Any attempt to engage in academic discourse with students of economics or political economy will often reveal an inability for these students to intellectually contextualize their arguments. Rather than embracing flirtations with heterodox economic schools, most students will find themselves reverting to very orthodox classroom arguments, without knowing why what their professors teach them is correct.
Perhaps some of this is because of the overwhelming pre-professional nature of Duke economics students, but that is no excuse to avoid proficiency in a field of specialization. These students would benefit from a greater understanding of the history of economic thought. I find it strange that students studying economics or cognate disciplines are able to complete their entire course of study without once consulting the original works of some of the greatest thinkers in economic history.
Reading the history of economic thought would provide economics students the opportunity to study the great arguments in economic history and more independently develop ideas as they encounter the rich tradition of vigorous and enlightening debate over the last few hundred years. In fact, up until the 1960s, it was not uncommon for degree programs in economics to require multiple courses in the history of economic thought. Earlier generations of economists appreciated the fact that research into the history of thought (and the economic history that appropriately contextualizes the debates of the past) shines light on past events and exhibits the astonishing resemblance between historical events share and current ones. This approach augments our understanding of the science, as the merits and faults of past approaches are scrutinized and distilled into novel insights into the big issues facing economists today.

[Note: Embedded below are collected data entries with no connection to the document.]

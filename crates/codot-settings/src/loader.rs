//! Settings loading with deep merge and environment variable overrides.
//!
//! Loading flow:
//! 1. Start with compiled [`CodotSettings::default()`]
//! 2. If the settings file exists, deep-merge its values over the defaults
//! 3. Apply `CODOT_*` environment overrides (highest priority)
//! 4. Validate
//!
//! Deep merge rules:
//! - Objects are merged recursively (source overrides target per-key)
//! - Arrays and primitives are replaced entirely by source
//! - Null values in source are skipped (preserving target)

use std::path::{Path, PathBuf};

use codot_core::logging::LogLevel;
use serde_json::Value;
use tracing::debug;

use crate::errors::Result;
use crate::types::CodotSettings;

/// Resolve the default settings file (`~/.codot/settings.json`).
pub fn settings_path() -> PathBuf {
    let home = std::env::var("HOME").unwrap_or_else(|_| "/tmp".to_string());
    PathBuf::from(home).join(".codot").join("settings.json")
}

/// Load settings from the default path with env var overrides.
pub fn load_settings() -> Result<CodotSettings> {
    load_settings_from_path(&settings_path())
}

/// Load settings from a specific path with env var overrides.
///
/// A missing file yields defaults. Invalid JSON or an out-of-range value is
/// an error.
pub fn load_settings_from_path(path: &Path) -> Result<CodotSettings> {
    let defaults = serde_json::to_value(CodotSettings::default())?;

    let merged = if path.exists() {
        debug!(?path, "loading settings from file");
        let content = std::fs::read_to_string(path)?;
        let user: Value = serde_json::from_str(&content)?;
        deep_merge(defaults, user)
    } else {
        debug!(?path, "settings file not found, using defaults");
        defaults
    };

    let mut settings: CodotSettings = serde_json::from_value(merged)?;
    apply_env_overrides(&mut settings);
    settings.validate()?;
    Ok(settings)
}

/// Recursive deep merge of two JSON values.
pub fn deep_merge(target: Value, source: Value) -> Value {
    match (target, source) {
        (Value::Object(mut target_map), Value::Object(source_map)) => {
            for (key, source_val) in source_map {
                if source_val.is_null() {
                    continue;
                }
                let merged = match target_map.remove(&key) {
                    Some(target_val) => deep_merge(target_val, source_val),
                    None => source_val,
                };
                let _ = target_map.insert(key, merged);
            }
            Value::Object(target_map)
        }
        (_, source) => source,
    }
}

/// Apply `CODOT_*` environment variable overrides.
///
/// Integers must parse and fall inside the accepted range; booleans accept
/// `true`/`1`/`yes`/`on` and `false`/`0`/`no`/`off`. Anything else is logged
/// and ignored.
pub fn apply_env_overrides(settings: &mut CodotSettings) {
    apply_overrides_from(settings, |name| std::env::var(name).ok());
}

fn apply_overrides_from(settings: &mut CodotSettings, lookup: impl Fn(&str) -> Option<String>) {
    let env = EnvReader { lookup };

    // ── Server ──────────────────────────────────────────────────────
    if let Some(v) = env.string("CODOT_HOST") {
        settings.server.host = v;
    }
    if let Some(v) = env.u16("CODOT_PORT", 1, 65535) {
        settings.server.port = v;
    }
    if let Some(v) = env.usize("CODOT_MAX_CONNECTIONS", 1, 10_000) {
        settings.server.max_connections = v;
    }
    if let Some(v) = env.u64("CODOT_HANDLER_TIMEOUT_MS", 100, 3_600_000) {
        settings.server.handler_timeout_ms = v;
    }

    // ── Events ──────────────────────────────────────────────────────
    if let Some(v) = env.usize("CODOT_EVENT_QUEUE_CAPACITY", 1, 1_000_000) {
        settings.events.queue_capacity = v;
    }
    if let Some(v) = env.bool("CODOT_CLEAR_ON_DISCONNECT") {
        settings.events.clear_on_disconnect = v;
    }

    // ── Debugger ────────────────────────────────────────────────────
    if let Some(v) = env.usize("CODOT_LOG_CAPACITY", 1, 1_000_000) {
        settings.debugger.log_capacity = v;
    }

    // ── Logging ─────────────────────────────────────────────────────
    if let Some(v) = env.string("CODOT_LOG_LEVEL") {
        match v.parse::<LogLevel>() {
            Ok(level) => settings.logging.level = level,
            Err(_) => tracing::warn!(key = "CODOT_LOG_LEVEL", value = %v, "invalid log level env var, ignoring"),
        }
    }
    if let Some(v) = env.bool("CODOT_LOG_JSON") {
        settings.logging.json = v;
    }
}

// ── Pure parsing functions (testable without env vars) ──────────────────────

/// Parse a string as a boolean.
///
/// Accepts (case-insensitive): `true`/`1`/`yes`/`on` or `false`/`0`/`no`/`off`.
pub fn parse_bool(val: &str) -> Option<bool> {
    match val.to_lowercase().as_str() {
        "true" | "1" | "yes" | "on" => Some(true),
        "false" | "0" | "no" | "off" => Some(false),
        _ => None,
    }
}

/// Parse a string as a `u16` within a range.
pub fn parse_u16_range(val: &str, min: u16, max: u16) -> Option<u16> {
    let n: u16 = val.parse().ok()?;
    (n >= min && n <= max).then_some(n)
}

/// Parse a string as a `u64` within a range.
pub fn parse_u64_range(val: &str, min: u64, max: u64) -> Option<u64> {
    let n: u64 = val.parse().ok()?;
    (n >= min && n <= max).then_some(n)
}

/// Parse a string as a `usize` within a range.
pub fn parse_usize_range(val: &str, min: usize, max: usize) -> Option<usize> {
    let n: usize = val.parse().ok()?;
    (n >= min && n <= max).then_some(n)
}

// ── Env var readers ─────────────────────────────────────────────────────────

struct EnvReader<F> {
    lookup: F,
}

impl<F: Fn(&str) -> Option<String>> EnvReader<F> {
    fn string(&self, name: &str) -> Option<String> {
        (self.lookup)(name).filter(|v| !v.is_empty())
    }

    fn parsed<T>(&self, name: &str, kind: &str, parse: impl FnOnce(&str) -> Option<T>) -> Option<T> {
        let val = (self.lookup)(name)?;
        let result = parse(&val);
        if result.is_none() {
            tracing::warn!(key = name, value = %val, kind, "invalid env var, ignoring");
        }
        result
    }

    fn bool(&self, name: &str) -> Option<bool> {
        self.parsed(name, "bool", parse_bool)
    }

    fn u16(&self, name: &str, min: u16, max: u16) -> Option<u16> {
        self.parsed(name, "u16", |v| parse_u16_range(v, min, max))
    }

    fn u64(&self, name: &str, min: u64, max: u64) -> Option<u64> {
        self.parsed(name, "u64", |v| parse_u64_range(v, min, max))
    }

    fn usize(&self, name: &str, min: usize, max: usize) -> Option<usize> {
        self.parsed(name, "usize", |v| parse_usize_range(v, min, max))
    }
}

// ─────────────────────────────────────────────────────────────────────────────
// Tests
// ─────────────────────────────────────────────────────────────────────────────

It is difficult to argue that students would be less able to comprehend and analyze contemporary policy issues with a working knowledge of the writings and modern implications of the Knight-Hayek controversy regarding capital theory, the Wicksell-Davidson debate on price stability, and the infamous contest of business cycle theories between the London School of Economics and Cambridge in the 1930s, to name just a few.
Indeed, many of the most important advances in economic science were guided by understanding how different schools of thought interacted with each other. Professor Milton Friedman, for instance, made enormous headway in the Keynesian-dominated mainstream of macroeconomics by reinvigorating the ideas of Irving Fisher and the earlier advocates of the quantity theory of money in his extraordinarily thorough historical work on the American monetary system. Ludwig von Mises would never have developed his revolutionary theory of monetary institutions and their macroeconomic effects if not for his study of Wicksell, Bohm-Bawerk, and the British classical economists of old. Even Karl Marx read and wrote on Adam Smith and David Ricardo, and they no doubt shaped his thinking, be it positively or negatively.
Since the financial crisis of 2008, mainstream economists have been wracking their brains for answers, and many seemingly innovative approaches to reconstructing the profession bear remarkable similarities to the theories of yesterday. This is unsurprising. Rather than seeing economics as a series of ideas that build on top of each other and benefit from vigorous debate, it has become a field that is overly focused on adding more and more frictions to DSGE models that have abstracted so far from reality, that they could use a solid grounding in theory that can be found in the history of thought. Rather than simply having students memorize stock and flow diagrams, undergraduates who have studied the history of thought will be better equipped to think independently and present ideas in a tradition more consistent with the intellectualism is to be expected of students at an elite university.
More importantly, a sound understanding of the history of ideas has the potential to inject excitement and life into the otherwise dismal science. Putting names, personalities, and lives to theories that are often presented as lifeless graphs and equations can prove to encourage typically uninterested students to pick up economics. There’s something infinitely more fascinating about the story of the stubborn Piero Sraffa taking on future Nobel Prize winner F.A. von Hayek on the role of interest rates in business cycles, than a series of regressions suggesting a strong correlation between a dip in remittance payments and the emergence of economic recessions. The history of economic thought was what turned political economy into a full-time passion for me, and I am sure that other potential economists might find something that excites them in the field’s rich history.
Nikhil Sridhar is a Trinity senior. His column “laissez faire et laissez passer” typically runs on alternate Mondays.